Alexanderplatz auf Wiedersehen, c’era la neve ci vediamo questa sera fuori dal teatro: “ti piace Schubert?” Sono le parole recitate da una famosa canzone di Franco Battiato e che da questa mattina mi risuonano nella testa. Forse il mio inconscio vuole ricordarmi che esattamente due anni fa ero a Berlino.Lunedì 7 giugno 2010 la sveglia suona prestissimo. Indosso un rigoroso tailleur scuro, salgo su trampoli di 12 cm, affronto una piccola trafila burocratica, ricevo il pass e, per me si aprono le porte del Parlamento.
Ora posso entrare nel Deutscher Bundestag; destinazione Commissione Politiche Internazonali, partito Die Linke. Impaziente, timorosa ed emozionata opziono il cervello per parlare un tedesco formale e, Guten Tag!
E’ già pronta la mia scrivania, il computer è davvero personal e nessuno da questo momento può accedervi se non io con la mia password.

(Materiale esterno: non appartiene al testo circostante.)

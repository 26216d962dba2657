// Copyright 2025 dentsusoken
//
// Licensed under the Apache License, Version 2.0 (the "License");
// you may not use this file except in compliance with the License.
// You may obtain a copy of the License at
//
//     http://www.apache.org/licenses/LICENSE-2.0
//
// Unless required by applicable law or agreed to in writing, software
// distributed under the License is distributed on an "AS IS" BASIS,
// WITHOUT WARRANTIES OR CONDITIONS OF ANY KIND, either express or implied.
// See the License for the specific language governing permissions and
// limitations under the License.

use adoptium_api::config::ApiConfig;
use adoptium_api::models::Release;
use std::fs;
use std::path::{Path, PathBuf};
use tempfile::TempDir;

/// A temporary ADOPTIUM_API_HOME holding a release snapshot.
/// The directory is removed when the value is dropped.
pub struct TestHome {
    dir: TempDir,
}

#[allow(dead_code)]
impl TestHome {
    pub fn new() -> Self {
        Self {
            dir: TempDir::new().expect("Failed to create test home directory"),
        }
    }

    pub fn path(&self) -> &Path {
        self.dir.path()
    }

    pub fn snapshot_path(&self) -> PathBuf {
        self.path().join("releases.json")
    }

    pub fn write_snapshot(&self, releases: &[Release]) -> &Self {
        let json = serde_json::to_string_pretty(releases).expect("Failed to serialize releases");
        fs::write(self.snapshot_path(), json).expect("Failed to write snapshot");
        self
    }

    pub fn write_config(&self, contents: &str) -> &Self {
        fs::write(self.path().join("config.toml"), contents).expect("Failed to write config");
        self
    }

    /// Configuration reading the snapshot in this home with LTS 8, 11 and 17.
    pub fn config(&self) -> ApiConfig {
        let mut config = ApiConfig::new(self.path().to_path_buf());
        config.lts_versions = vec![8, 11, 17];
        config
    }
}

Ho un indirizzo mail per comunicare con tutti, o quasi, i membri del Parlamento. Un discorso di benvenuto, le presentazioni sono fatte, mi si chiede di appuntare un numero, è quello della mia linea telefonica diretta. Sono incredula ma felice. Oggi è un giorno fantastico, mi ripetevo, non resta che prendere posto e ambientarmi.

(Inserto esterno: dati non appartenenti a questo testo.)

//! Ledger configuration
//!
//! Loaded from a JSON file. Every field is optional:
//!
//! ```json
//! {
//!   "store_path": "./resolution.slr",
//!   "max_descriptions_per_reason": 64,
//!   "max_text_bytes": 65536,
//!   "log_level": "info"
//! }
//! ```

use std::fs;
use std::path::{Path, PathBuf};

use serde::{Deserialize, Serialize};
use thiserror::Error;

use crate::codec::CodecLimits;
use crate::observability::{log_event_with_fields, Event, Logger, Severity};

/// Result type for configuration loading
pub type ConfigResult<T> = Result<T, ConfigError>;

/// Configuration errors
#[derive(Debug, Error)]
pub enum ConfigError {
    #[error("Failed to read config {path}: {source}")]
    Read {
        path: PathBuf,
        #[source]
        source: std::io::Error,
    },

    #[error("Invalid config JSON: {0}")]
    Parse(#[from] serde_json::Error),

    #[error("Invalid config value: {0}")]
    Invalid(String),
}

impl ConfigError {
    /// Returns the string code
    pub fn code(&self) -> &'static str {
        match self {
            ConfigError::Read { .. } => "LEDGER_CONFIG_READ",
            ConfigError::Parse(_) => "LEDGER_CONFIG_PARSE",
            ConfigError::Invalid(_) => "LEDGER_CONFIG_INVALID",
        }
    }
}

/// Configuration file structure
#[derive(Debug, Clone, PartialEq, Eq, Serialize, Deserialize)]
#[serde(deny_unknown_fields)]
pub struct LedgerConfig {
    /// Resolution result file
    #[serde(default = "default_store_path")]
    pub store_path: PathBuf,

    /// Decode limit on descriptions per reason
    #[serde(default = "default_max_descriptions")]
    pub max_descriptions_per_reason: usize,

    /// Decode limit on a single description text, in bytes
    #[serde(default = "default_max_text_bytes")]
    pub max_text_bytes: usize,

    /// Minimum log severity: trace, info, warn or error
    #[serde(default = "default_log_level")]
    pub log_level: String,
}

fn default_store_path() -> PathBuf {
    PathBuf::from("./resolution.slr")
}
fn default_max_descriptions() -> usize {
    CodecLimits::default().max_descriptions_per_reason
}
fn default_max_text_bytes() -> usize {
    CodecLimits::default().max_text_bytes
}
fn default_log_level() -> String {
    "info".to_string()
}

impl Default for LedgerConfig {
    fn default() -> Self {
        Self {
            store_path: default_store_path(),
            max_descriptions_per_reason: default_max_descriptions(),
            max_text_bytes: default_max_text_bytes(),
            log_level: default_log_level(),
        }
    }
}

impl LedgerConfig {
    /// Load and validate configuration from file
    pub fn load(path: &Path) -> ConfigResult<Self> {
        let content = fs::read_to_string(path).map_err(|source| ConfigError::Read {
            path: path.to_path_buf(),
            source,
        })?;
        let config = Self::from_json(&content)?;

        let path_field = path.display().to_string();
        let store_field = config.store_path.display().to_string();
        log_event_with_fields(
            Event::ConfigLoaded,
            &[("path", path_field.as_str()), ("store_path", store_field.as_str())],
        );
        Ok(config)
    }

    /// Parse and validate configuration from a JSON string
    pub fn from_json(content: &str) -> ConfigResult<Self> {
        let config: LedgerConfig = serde_json::from_str(content)?;
        config.validate()?;
        Ok(config)
    }

    /// Validate field values
    pub fn validate(&self) -> ConfigResult<()> {
        if self.max_descriptions_per_reason == 0 {
            return Err(ConfigError::Invalid(
                "max_descriptions_per_reason must be > 0".to_string(),
            ));
        }
        if self.max_text_bytes == 0 {
            return Err(ConfigError::Invalid("max_text_bytes must be > 0".to_string()));
        }
        if self.store_path.as_os_str().is_empty() {
            return Err(ConfigError::Invalid("store_path must not be empty".to_string()));
        }
        self.severity()?;
        Ok(())
    }

    /// Parsed `log_level`
    pub fn severity(&self) -> ConfigResult<Severity> {
        self.log_level.parse::<Severity>().map_err(ConfigError::Invalid)
    }

    /// Install `log_level` as the process-wide minimum severity
    pub fn apply_logging(&self) -> ConfigResult<()> {
        Logger::set_min_severity(self.severity()?);
        Ok(())
    }

    /// Decode limits for codecs built from this configuration
    pub fn codec_limits(&self) -> CodecLimits {
        CodecLimits {
            max_descriptions_per_reason: self.max_descriptions_per_reason,
            max_text_bytes: self.max_text_bytes,
        }
    }
}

Immediatamente mi rendo conto che non sarà come in Italia dove durante il primo giorno di scuola/lavoro semplicemente ci si conosce. Il mio capo, senza perdere tempo in inutili convenevoli, mi consegna una pila di materiale da leggere e mentre i miei pensieri si affollano a rafforzare alcuni dei luoghi comuni più frequenti sui tedeschi, ecco che di colpo quell’immaginario di precisione, puntualità e correttezza, vacilla.
Mi imbatto nella donna che doveva essere il mio punto di riferimento a Berlino e che, invece, diventa il mio incubo. Userò un nome fittizio, la chiamerò Frau Blücher come il sinistro personaggio del film “Frankenstein Junior” di Mel Brooks. Sappiate che tutti, prima o poi, ne incontriamo una.
A pensarci, ancora nitrisco!
Quella donna mi ha fatto conoscere l’altra faccia della Germania: quella menefreghista, inaffidabile e disorganizzata. E’ davvero difficile da credere; si fatica a lasciar cadere cliché così radicati anche di fronte alla conoscenza di certi tedeschi, a colleghi spesso in ritardo, altri che hanno un certo gusto nel vestire. Sorrido, ma è così anche per loro nei nostri confronti e a volte capita di sentirsi dire: “Parli bene tedesco per essere italiano“.
La caduta di certi pregiudizi sarà forse aiutata dalla globalizzazione che omologa sotto un’unica tendenza sociale, politica ed economica. Per ora, mi sembra che, per quanto riguarda tedeschi e italiani, essa abbia solo favorito l’assorbimento dei loro rispettivi aspetti negativi.